Reason No. 1: You didn’t conduct a performance needs analysis.

Training and talent development fulfill the highest purpose with measurable impact on employee performance and business goals. There is a way to measure the extent to which this purpose is fulfilled. It starts with asking the right questions where the answers inform decisions for when training is the right solution, when it’s not and most importantly, how you will measure purpose fulfilled.

A proper performance needs analysis uncovers business goals and the skills and capabilities, expressed as human performance, required to achieve those goals. It’s a proactive step in the right direction for measuring the impact of training and learning. My experience tells me that if you do not get this most important, critical step right, measuring impact will be difficult or in the worst case scenario, impossible.

There are nine questions that when answered, can give the information we need to make proper recommendations for solutions that measurably impact performance. We can also receive guidance and direction for what we’ll measure.

Here are some performance needs analysis questions:

  • What is the business goal?
  • What is the opportunity or problem to solve?
  • Who is supporting the business goal?
  • Whose performance is needed?
  • What are the performance requirements?
  • What is the performance gap?
  • What are the performance activators?
  • What are the measures and key performance indicators (KPIs)?
  • What are the risks?

These questions are intentionally focused on employee performance, business goals and measurable outcomes.

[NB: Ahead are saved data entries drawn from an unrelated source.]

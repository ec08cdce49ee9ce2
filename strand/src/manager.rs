//! Query multiplexer
//!
//! [`QueryManager`] turns a logical [`Query`] into a dispatched statement:
//! it acquires a connection (from the pool or a transaction), dispatches,
//! and settles the caller's future from a single polling loop that checks
//! every working connection for readiness in one pass.
//!
//! The loop runs as a Tokio task while jobs exist and stops when the last
//! one settles. Without a runtime, drive it with [`QueryManager::tick`].

use std::collections::HashMap;
use std::fmt;
use std::future::Future;
use std::pin::Pin;
use std::sync::atomic::{AtomicBool, Ordering};
use std::sync::Arc;
use std::task::{Context, Poll};
use std::time::Duration;

use futures::future::poll_fn;
use futures::task::AtomicWaker;
use futures::FutureExt;
use indexmap::IndexMap;
use parking_lot::Mutex;
use tokio::time::{Instant, Sleep};
use tracing::{debug, warn};

use crate::connection::Connection;
use crate::error::{Error, Result};
use crate::pool::{Acquire, ConnectionPool};
use crate::promise::{self, Deferred, Promise};
use crate::query::{Query, Statement};
use crate::row::{FetchMode, QueryResult};
use crate::transaction::{Transaction, TxBinding};

/// Future returned for every submitted query.
pub type QueryFuture = Promise<QueryResult>;

enum JobState {
    PendingConnection(Acquire),
    Dispatched {
        connection: Arc<Connection>,
        promise: Promise<QueryResult>,
    },
}

struct Job {
    deferred: Deferred<QueryResult>,
    state: JobState,
    statement: Option<Statement>,
    fetch: FetchMode,
    deadline: Instant,
    share_key: Option<u64>,
    sql: String,
}

struct Shared {
    leader: u64,
    followers: Vec<Deferred<QueryResult>>,
}

/// Reads in flight, keyed by query fingerprint.
#[derive(Default)]
struct InFlightQueries {
    entries: HashMap<u64, Shared>,
}

impl InFlightQueries {
    /// Subscribe to an in-flight read. Gives the deferred back when there is none.
    fn follow(
        &mut self,
        key: u64,
        deferred: Deferred<QueryResult>,
    ) -> std::result::Result<(), Deferred<QueryResult>> {
        match self.entries.get_mut(&key) {
            Some(shared) => {
                shared.followers.push(deferred);
                Ok(())
            }
            None => Err(deferred),
        }
    }

    fn register(&mut self, key: u64, leader: u64) {
        self.entries.entry(key).or_insert_with(|| Shared {
            leader,
            followers: Vec::new(),
        });
    }

    fn has_live_followers(&mut self, key: u64, leader: u64) -> bool {
        match self.entries.get_mut(&key) {
            Some(shared) if shared.leader == leader => {
                shared.followers.retain(|f| !f.is_closed());
                !shared.followers.is_empty()
            }
            _ => false,
        }
    }

    fn remove(&mut self, key: u64, leader: u64) -> Vec<Deferred<QueryResult>> {
        match self.entries.get(&key) {
            Some(shared) if shared.leader == leader => self
                .entries
                .remove(&key)
                .map(|shared| shared.followers)
                .unwrap_or_default(),
            _ => Vec::new(),
        }
    }
}

#[derive(Default)]
struct Jobs {
    next_id: u64,
    entries: IndexMap<u64, Job>,
    cache: InFlightQueries,
}

struct ManagerInner {
    pool: ConnectionPool,
    default_timeout: Duration,
    jobs: Mutex<Jobs>,
    ticking: Mutex<()>,
    polling: AtomicBool,
    waker: AtomicWaker,
}

/// Submits queries and drives them to completion. Cheap to clone.
#[derive(Clone)]
pub struct QueryManager {
    inner: Arc<ManagerInner>,
}

impl fmt::Debug for QueryManager {
    fn fmt(&self, f: &mut fmt::Formatter<'_>) -> fmt::Result {
        f.debug_struct("QueryManager")
            .field("jobs", &self.live_jobs())
            .field("default_timeout", &self.inner.default_timeout)
            .finish()
    }
}

impl QueryManager {
    pub fn new(pool: ConnectionPool, default_timeout: Duration) -> Self {
        Self {
            inner: Arc::new(ManagerInner {
                pool,
                default_timeout,
                jobs: Mutex::new(Jobs::default()),
                ticking: Mutex::new(()),
                polling: AtomicBool::new(false),
                waker: AtomicWaker::new(),
            }),
        }
    }

    pub fn pool(&self) -> &ConnectionPool {
        &self.inner.pool
    }

    /// Submit a query. Fails through the returned future, never synchronously.
    pub fn execute(&self, query: Query) -> QueryFuture {
        self.submit(query, None, false)
    }

    /// Like [`QueryManager::execute`], but joins an identical read already in
    /// flight instead of dispatching it again.
    pub fn execute_shared(&self, query: Query) -> QueryFuture {
        self.submit(query, None, true)
    }

    /// Create an unstarted transaction on the named connection.
    pub fn transaction(&self, name: impl Into<String>) -> Transaction {
        Transaction::new(name, self.clone())
    }

    /// Jobs not settled yet.
    pub fn live_jobs(&self) -> usize {
        self.inner.jobs.lock().entries.len()
    }

    /// One polling pass. Returns the number of jobs still live.
    pub fn tick(&self, cx: &mut Context<'_>) -> usize {
        self.inner.tick(cx)
    }

    pub(crate) fn submit(
        &self,
        query: Query,
        binding: Option<Arc<TxBinding>>,
        share: bool,
    ) -> QueryFuture {
        let statement = match query.statement() {
            Ok(statement) => statement,
            Err(e) => return Promise::rejected(e),
        };
        let share_key = (share && binding.is_none()).then(|| query.fingerprint());

        let (deferred, promise) = promise::channel();
        let deferred = match share_key {
            Some(key) => match self.inner.jobs.lock().cache.follow(key, deferred) {
                Ok(()) => {
                    debug!(sql = %query.sql(), "joined an identical query in flight");
                    return promise;
                }
                Err(deferred) => deferred,
            },
            None => deferred,
        };

        let acquire = match &binding {
            Some(binding) => self.inner.pool.acquire_for_transaction(binding),
            None => self
                .inner
                .pool
                .get_connection(query.connection(), query.target_role()),
        };
        let acquire = match acquire {
            Ok(acquire) => acquire,
            Err(e) => return Promise::rejected(e),
        };

        let timeout = query
            .max_execution_time()
            .unwrap_or(self.inner.default_timeout);
        let job = Job {
            deferred,
            state: JobState::PendingConnection(acquire),
            statement: Some(statement),
            fetch: query.fetch_mode(),
            deadline: Instant::now() + timeout,
            share_key,
            sql: query.sql().to_string(),
        };
        {
            let mut jobs = self.inner.jobs.lock();
            jobs.next_id += 1;
            let id = jobs.next_id;
            jobs.entries.insert(id, job);
        }

        self.ensure_polling();
        promise
    }

    fn ensure_polling(&self) {
        if self.inner.polling.swap(true, Ordering::AcqRel) {
            self.inner.waker.wake();
            return;
        }
        match tokio::runtime::Handle::try_current() {
            Ok(handle) => {
                handle.spawn(poll_loop(Arc::clone(&self.inner)));
            }
            // Driven by hand through tick()
            Err(_) => self.inner.polling.store(false, Ordering::Release),
        }
    }
}

async fn poll_loop(inner: Arc<ManagerInner>) {
    let mut timer: Option<Pin<Box<Sleep>>> = None;
    poll_fn(|cx| loop {
        inner.waker.register(cx.waker());
        if inner.tick(cx) == 0 {
            inner.polling.store(false, Ordering::Release);
            // A submission may have slipped in before the flag was cleared
            let resumed = !inner.jobs.lock().entries.is_empty()
                && inner
                    .polling
                    .compare_exchange(false, true, Ordering::AcqRel, Ordering::Acquire)
                    .is_ok();
            if resumed {
                continue;
            }
            return Poll::Ready(());
        }

        if let Some(deadline) = inner.next_deadline() {
            let sleep = timer.get_or_insert_with(|| Box::pin(tokio::time::sleep_until(deadline)));
            sleep.as_mut().reset(deadline);
            if sleep.as_mut().poll(cx).is_ready() {
                continue;
            }
        }
        return Poll::Pending;
    })
    .await
}

impl ManagerInner {
    fn tick(&self, cx: &mut Context<'_>) -> usize {
        let Some(_ticking) = self.ticking.try_lock() else {
            return self.jobs.lock().entries.len();
        };

        // Jobs are advanced without the lock: dispatching and settling emit
        // events whose listeners may submit new queries.
        let entries = std::mem::take(&mut self.jobs.lock().entries);
        let mut live = IndexMap::with_capacity(entries.len());
        for (id, mut job) in entries {
            match self.advance(id, &mut job, cx) {
                Some(result) => self.settle(id, job, result),
                None => {
                    live.insert(id, job);
                }
            }
        }

        let mut jobs = self.jobs.lock();
        let submitted = std::mem::replace(&mut jobs.entries, live);
        jobs.entries.extend(submitted);
        jobs.entries.len()
    }

    fn next_deadline(&self) -> Option<Instant> {
        self.jobs.lock().entries.values().map(|job| job.deadline).min()
    }

    /// Move a job forward. Returns its outcome once it is settled.
    fn advance(&self, id: u64, job: &mut Job, cx: &mut Context<'_>) -> Option<Result<QueryResult>> {
        if job.deferred.poll_closed(cx).is_ready() && !self.has_followers(id, job) {
            if let JobState::Dispatched { connection, .. } = &job.state {
                debug!(connection = connection.id(), sql = %job.sql, "query cancelled, closing connection");
                connection.close();
            }
            return Some(Err(Error::Cancelled("query future dropped".into())));
        }

        if Instant::now() >= job.deadline {
            if let JobState::Dispatched { connection, .. } = &job.state {
                connection.close();
            }
            warn!(sql = %job.sql, "query exceeded its maximum execution time");
            return Some(Err(Error::Timeout(format!(
                "query exceeded its maximum execution time: {}",
                job.sql
            ))));
        }

        loop {
            match &mut job.state {
                JobState::PendingConnection(acquire) => {
                    let lease = match acquire.poll_unpin(cx) {
                        Poll::Pending => return None,
                        Poll::Ready(Err(e)) => return Some(Err(e)),
                        Poll::Ready(Ok(lease)) => lease,
                    };
                    let Some(statement) = job.statement.take() else {
                        return Some(Err(Error::NotReady("statement already dispatched".into())));
                    };
                    let connection = Arc::clone(lease.connection());
                    match lease.query(statement, job.fetch) {
                        Ok(promise) => {
                            debug!(connection = connection.id(), sql = %job.sql, "query dispatched");
                            if let Some(key) = job.share_key {
                                self.jobs.lock().cache.register(key, id);
                            }
                            job.state = JobState::Dispatched { connection, promise };
                        }
                        Err(e) => return Some(Err(e)),
                    }
                }
                JobState::Dispatched { connection, promise } => {
                    // Settled elsewhere, e.g. the connection was closed
                    if let Some(result) = promise.try_take() {
                        return Some(result);
                    }
                    match connection.poll_link(cx) {
                        Poll::Pending => return None,
                        Poll::Ready(Ok(result)) => {
                            connection.resolve(result);
                        }
                        Poll::Ready(Err(e)) if e.is_fatal_for_connection() => {
                            connection.close();
                            return Some(Err(e));
                        }
                        Poll::Ready(Err(e)) => {
                            connection.reject(e);
                        }
                    }
                    return Some(promise.try_take().unwrap_or_else(|| {
                        Err(Error::Connection("query result lost".into()))
                    }));
                }
            }
        }
    }

    fn has_followers(&self, id: u64, job: &Job) -> bool {
        match job.share_key {
            Some(key) => self.jobs.lock().cache.has_live_followers(key, id),
            None => false,
        }
    }

    fn settle(&self, id: u64, job: Job, result: Result<QueryResult>) {
        let followers = match job.share_key {
            Some(key) => self.jobs.lock().cache.remove(key, id),
            None => Vec::new(),
        };
        for follower in followers {
            follower.settle(result.clone());
        }
        job.deferred.settle(result);
    }
}
#[cfg(test)]
mod tests {
    use super::*;

    #[test]
    fn test_values_use_native_binding() {
        let stmt = Query::new("main", "SELECT * FROM users WHERE id = ? AND name = ?")
            .bind(7)
            .bind("O'Brien")
            .statement()
            .unwrap();
        assert_eq!(stmt.sql, "SELECT * FROM users WHERE id = ? AND name = ?");
        assert_eq!(
            stmt.params,
            StatementParams::Positional(vec![Value::I64(7), Value::String("O'Brien".into())])
        );
    }

    #[test]
    fn test_raw_expression_is_spliced() {
        let stmt = Query::new("main", "UPDATE counters SET hits = ? WHERE id = ?")
            .bind_raw(Expression::new("hits + 1"))
            .bind(3u32)
            .statement()
            .unwrap();
        assert_eq!(stmt.sql, "UPDATE counters SET hits = hits + 1 WHERE id = ?");
        assert_eq!(stmt.params, StatementParams::Positional(vec![Value::U64(3)]));
    }

    #[test]
    fn test_placeholders_in_quotes_are_ignored() {
        let stmt = Query::new("main", "SELECT '?', `a?b`, \"it\\\"s ?\" FROM t WHERE x = ?")
            .bind(1)
            .statement()
            .unwrap();
        assert_eq!(stmt.sql, "SELECT '?', `a?b`, \"it\\\"s ?\" FROM t WHERE x = ?");
        assert_eq!(stmt.params, StatementParams::Positional(vec![Value::I64(1)]));
    }

    #[test]
    fn test_placeholder_count_mismatch() {
        let err = Query::new("main", "SELECT ?, ?").bind(1).statement();
        assert!(matches!(err, Err(Error::Configuration(_))));
    }

    #[test]
    fn test_named_parameters() {
        let stmt = Query::new(
            "main",
            "SELECT * FROM logs WHERE at > :since AND level = :level AND at < :since + INTERVAL 1 DAY ORDER BY :order",
        )
        .bind_named("since", "2024-01-01")
        .bind_named("level", "warn")
        .bind_named_raw("order", Expression::new("at DESC"))
        .statement()
        .unwrap();
        assert!(stmt.sql.ends_with("ORDER BY at DESC"));
        assert_eq!(
            stmt.params,
            StatementParams::Named(vec![
                ("since".into(), Value::String("2024-01-01".into())),
                ("level".into(), Value::String("warn".into())),
            ])
        );
    }

    #[test]
    fn test_missing_named_parameter() {
        let err = Query::new("main", "SELECT :a").statement();
        assert!(matches!(err, Err(Error::Configuration(ref m)) if m.contains(":a")));

        let err = Query::new("main", "SELECT :a, :b").bind_named("a", 1).statement();
        assert!(matches!(err, Err(Error::Configuration(ref m)) if m.contains(":b")));

        let err = Query::new("main", "SELECT ? FROM t WHERE id = :id").bind(1).statement();
        assert!(matches!(err, Err(Error::Configuration(ref m)) if m.contains("mix")));
    }

    #[test]
    fn test_colons_outside_placeholders() {
        let stmt = Query::new("main", "SELECT '10:30', @n := 1, x::text FROM t")
            .statement()
            .unwrap();
        assert_eq!(stmt.sql, "SELECT '10:30', @n := 1, x::text FROM t");
        assert_eq!(stmt.params, StatementParams::Empty);
    }

    #[test]
    fn test_default_role_follows_statement_kind() {
        assert_eq!(Query::new("m", "  select 1").target_role(), Role::Slave);
        assert_eq!(Query::new("m", "(SELECT 1) UNION (SELECT 2)").target_role(), Role::Slave);
        assert_eq!(
            Query::new("m", "SELECT * FROM t FOR UPDATE").target_role(),
            Role::Master
        );
        assert_eq!(Query::new("m", "INSERT INTO t VALUES (1)").target_role(), Role::Master);
        assert_eq!(
            Query::new("m", "SELECT 1").role(Role::Master).target_role(),
            Role::Master
        );
    }

    #[test]
    fn test_fingerprint() {
        let a = Query::new("main", "SELECT ?").bind(1);
        let b = Query::new("main", "SELECT ?").bind(1);
        let c = Query::new("main", "SELECT ?").bind(2);
        assert_eq!(a.fingerprint(), b.fingerprint());
        assert_ne!(a.fingerprint(), c.fingerprint());
        assert_ne!(
            a.fingerprint(),
            a.clone().fetch(FetchMode::Single).fingerprint()
        );
    }
}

A discussion where these questions are asked in response to training requests transforms the conversation from order-taking to impact-making. Results from the performance needs analysis informs decisions for what you will measure.

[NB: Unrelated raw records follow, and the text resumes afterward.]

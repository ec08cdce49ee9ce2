//! Error types for strand

use thiserror::Error;

/// Result type alias for strand operations
pub type Result<T> = std::result::Result<T, Error>;

/// Errors that can occur in the pool, the query manager or the scheduler.
///
/// Shared query results and child coroutine failures hand one error to
/// several receivers, so the enum is `Clone`.
#[derive(Error, Debug, Clone, PartialEq)]
pub enum Error {
    /// Invalid or missing configuration (unknown connection name, bad role entry, ...)
    #[error("Configuration error: {0}")]
    Configuration(String),

    /// Physical connection could not be opened or was lost
    #[error("Connection error: {0}")]
    Connection(String),

    /// The server rejected the statement
    #[error("Query execution error ({code}): {message}")]
    QueryExecution { code: u16, message: String },

    /// A deadline expired (query execution, pool wait, coroutine)
    #[error("Timeout: {0}")]
    Timeout(String),

    /// The operation was cancelled before it completed
    #[error("Cancelled: {0}")]
    Cancelled(String),

    /// The transaction is closed and accepts no more statements
    #[error("Transaction closed: {0}")]
    TransactionClosed(String),

    /// The connection or transaction is not in a state that accepts a query
    #[error("Not ready: {0}")]
    NotReady(String),

    /// Type conversion error
    #[error("Type conversion error: expected {expected}, got {actual}")]
    TypeConversion {
        expected: &'static str,
        actual: String,
    },

    /// Column not found in row
    #[error("Column not found: {0}")]
    ColumnNotFound(String),

    /// Null value for non-optional field
    #[error("Unexpected null value for column: {0}")]
    UnexpectedNull(String),

    /// Error raised by a coroutine body
    #[error("Coroutine error: {0}")]
    Coroutine(String),
}

impl Error {
    /// Whether this error means the physical link can no longer be trusted.
    pub fn is_fatal_for_connection(&self) -> bool {
        matches!(self, Error::Connection(_))
    }
}

impl From<mysql_async::Error> for Error {
    fn from(err: mysql_async::Error) -> Self {
        match err {
            mysql_async::Error::Server(server) => Error::QueryExecution {
                code: server.code,
                message: server.message,
            },
            mysql_async::Error::Io(io) => Error::Connection(io.to_string()),
            mysql_async::Error::Driver(driver) => Error::Connection(driver.to_string()),
            other => Error::QueryExecution {
                code: 0,
                message: other.to_string(),
            },
        }
    }
}

impl From<config::ConfigError> for Error {
    fn from(err: config::ConfigError) -> Self {
        Error::Configuration(err.to_string())
    }
}

impl From<toml::de::Error> for Error {
    fn from(err: toml::de::Error) -> Self {
        Error::Configuration(err.to_string())
    }
}

#[cfg(test)]
mod tests {
    use super::*;

    #[test]
    fn test_display() {
        let err = Error::QueryExecution {
            code: 1146,
            message: "Table 'test.missing' doesn't exist".into(),
        };
        assert_eq!(
            err.to_string(),
            "Query execution error (1146): Table 'test.missing' doesn't exist"
        );
        assert_eq!(
            Error::Timeout("query exceeded 30s".into()).to_string(),
            "Timeout: query exceeded 30s"
        );
    }

    #[test]
    fn test_fatal_classification() {
        assert!(Error::Connection("reset".into()).is_fatal_for_connection());
        assert!(!Error::QueryExecution {
            code: 1064,
            message: "syntax".into()
        }
        .is_fatal_for_connection());
    }
}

Reason No. 2: You didn’t define impact before you tried to measure it.

This is the impact measurement failure I have encountered most often. It is the most prevalent challenge and most immediate opportunity. If you conduct a performance needs analysis first, you’ll have what you need to define impact before training is designed, launched and delivered.

When you proactively define impact, you describe expectations for what the influence of training looks like in a worker’s day-to-day behavior and actions. You can answer the question, “If training fulfills its purpose, in combination with other performance triggers and activators, what does impact look like?”

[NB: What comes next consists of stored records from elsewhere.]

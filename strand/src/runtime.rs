//! Everything wired together from one configuration

use std::path::Path;
use std::sync::Arc;

use tokio::task::JoinHandle;
use tracing::info;

use crate::config::DatabaseConfig;
use crate::connection::ConnectionEvents;
use crate::coroutine::{CoroutineHandle, CoroutineScheduler, Sequence};
use crate::driver::{Connector, MySqlConnector};
use crate::error::Result;
use crate::manager::{QueryFuture, QueryManager};
use crate::pool::ConnectionPool;
use crate::query::Query;

/// The event manager, pool, query manager and coroutine scheduler of one
/// application, built from a [`DatabaseConfig`].
///
/// Nothing here is global: build one `Runtime` and pass it (or its parts)
/// to whatever needs database access.
pub struct Runtime {
    config: DatabaseConfig,
    events: Arc<ConnectionEvents>,
    pool: ConnectionPool,
    manager: QueryManager,
    scheduler: CoroutineScheduler,
}

impl Runtime {
    /// Validate the configuration and build every component. No connection is opened yet.
    pub fn new(config: DatabaseConfig, connector: Arc<dyn Connector>) -> Result<Self> {
        config.validate()?;
        let events = Arc::new(ConnectionEvents::new());
        let pool = ConnectionPool::new(&config, connector, Arc::clone(&events))?;
        let manager = QueryManager::new(pool.clone(), config.max_execution_time());
        let scheduler = CoroutineScheduler::new(config.coroutine.clone()).with_pool(pool.clone());

        info!(
            names = ?pool.names().collect::<Vec<_>>(),
            "database runtime ready"
        );
        Ok(Self {
            config,
            events,
            pool,
            manager,
            scheduler,
        })
    }

    /// Build a runtime talking to MySQL.
    pub fn mysql(config: DatabaseConfig) -> Result<Self> {
        Self::new(config, Arc::new(MySqlConnector::new()))
    }

    /// Load the configuration (file plus `STRAND_*` overrides) and build a MySQL runtime.
    pub fn from_config_file(path: Option<&Path>) -> Result<Self> {
        Self::mysql(DatabaseConfig::load(path)?)
    }

    pub fn config(&self) -> &DatabaseConfig {
        &self.config
    }

    /// Where `connection.state_changed.*` events are published.
    pub fn events(&self) -> &Arc<ConnectionEvents> {
        &self.events
    }

    pub fn pool(&self) -> &ConnectionPool {
        &self.pool
    }

    pub fn manager(&self) -> &QueryManager {
        &self.manager
    }

    pub fn scheduler(&self) -> &CoroutineScheduler {
        &self.scheduler
    }

    pub fn scheduler_mut(&mut self) -> &mut CoroutineScheduler {
        &mut self.scheduler
    }

    pub fn execute(&self, query: Query) -> QueryFuture {
        self.manager.execute(query)
    }

    pub fn spawn(&mut self, sequence: Box<dyn Sequence>) -> CoroutineHandle {
        self.scheduler.spawn(sequence)
    }

    /// Start the periodic pool reaper. Abort the handle to stop it.
    pub fn spawn_maintenance(&self) -> JoinHandle<()> {
        self.pool.spawn_reaper()
    }

    /// Drive coroutines until none is live. The coroutine pool is trimmed
    /// periodically while they run, and once more at the end.
    pub async fn run_until_idle(&mut self) {
        self.scheduler.run_until_idle().await;
        self.scheduler.trim_pool();
    }

    /// Close every connection and cancel every waiter.
    pub fn shutdown(&self) {
        self.pool.shutdown();
    }
}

These are examples of impact, defined:

  • In combination with new pricing, new sales technology and our new marketing strategy, we expect the training program for consultative selling will contribute to a 5% increase in market share.
  • We are introducing an eLearning solution for product assembly, compensation incentives and quality controls for errors, and expect these combined efforts to contribute to reducing defective products by 10%.
  • Our call center metrics for customer satisfaction are two points below goal so we are introducing manager coaching tools, new call routing technology, job aides and training for customer engagement to raise customer satisfaction scores by three points.

Impact is defined as increasing market share by 5%, reducing error rate by 10% and increasing customer satisfaction scores by three points. If you do not define impact before you try to measure it, you’re throwing darts in the dark. A post-mortem approach for impact measurement potentially leads to failure but a proactive approach, where impact is defined before design, utilization and participation, sets you up for impact measurement success.

Reason No. 3: You didn’t manage expectations for isolating impact.

One of the most frequently requested impact analysis I am asked to perform is isolating the impact of training. There is interest in knowing training’s unique contribution. Control and test groups are the best solution.

Control and test groups can give the most compelling, reliable and credible signal for impact, and isolate training’s effect. With all else equal, these groups are homogenous where the difference is the test group gets training while the control group does not. Withholding training is not punitive or exclusionary, but rather, is done to compare what happens when the difference between groups is the introduction of training as a measurable variable.

Consider this example:

A health care provider wants to reduce waiting time for patient check-in. Group A (the test group) is trained on a new patient intake process while group B (the control group) continues the “old” process. A month after training, intake times for both groups are measured. Note: Other variables that impact intake time are considered as well.

Working at the speed of business does not always allow for control and test groups (some might call it a pilot). That’s the reality. Training requests are often urgent where time does not allow for the kinds of impact insights gained from test and control groups.

We must manage expectations for how far we can go with impact analytics. In the absence of test and control groups, we can estimate the isolated impact of training but doing so will not produce the strongest signal for impact. Telling the truth about what we can and cannot measure and exploring pros and cons for test and control groups manages expectations.

Opportunities for Success

There are no magic wands, pixie dust or magic potions for impact measurement success. No doubt, there are pitfalls and traps for impact measurement failure. However, there’re steps you can take to mitigate the risks: Conduct a performance needs analysis, define impact before you try to measure it and manage expectations for isolating impact. Measuring the impact of training may be difficult, but it’s absolutely possible.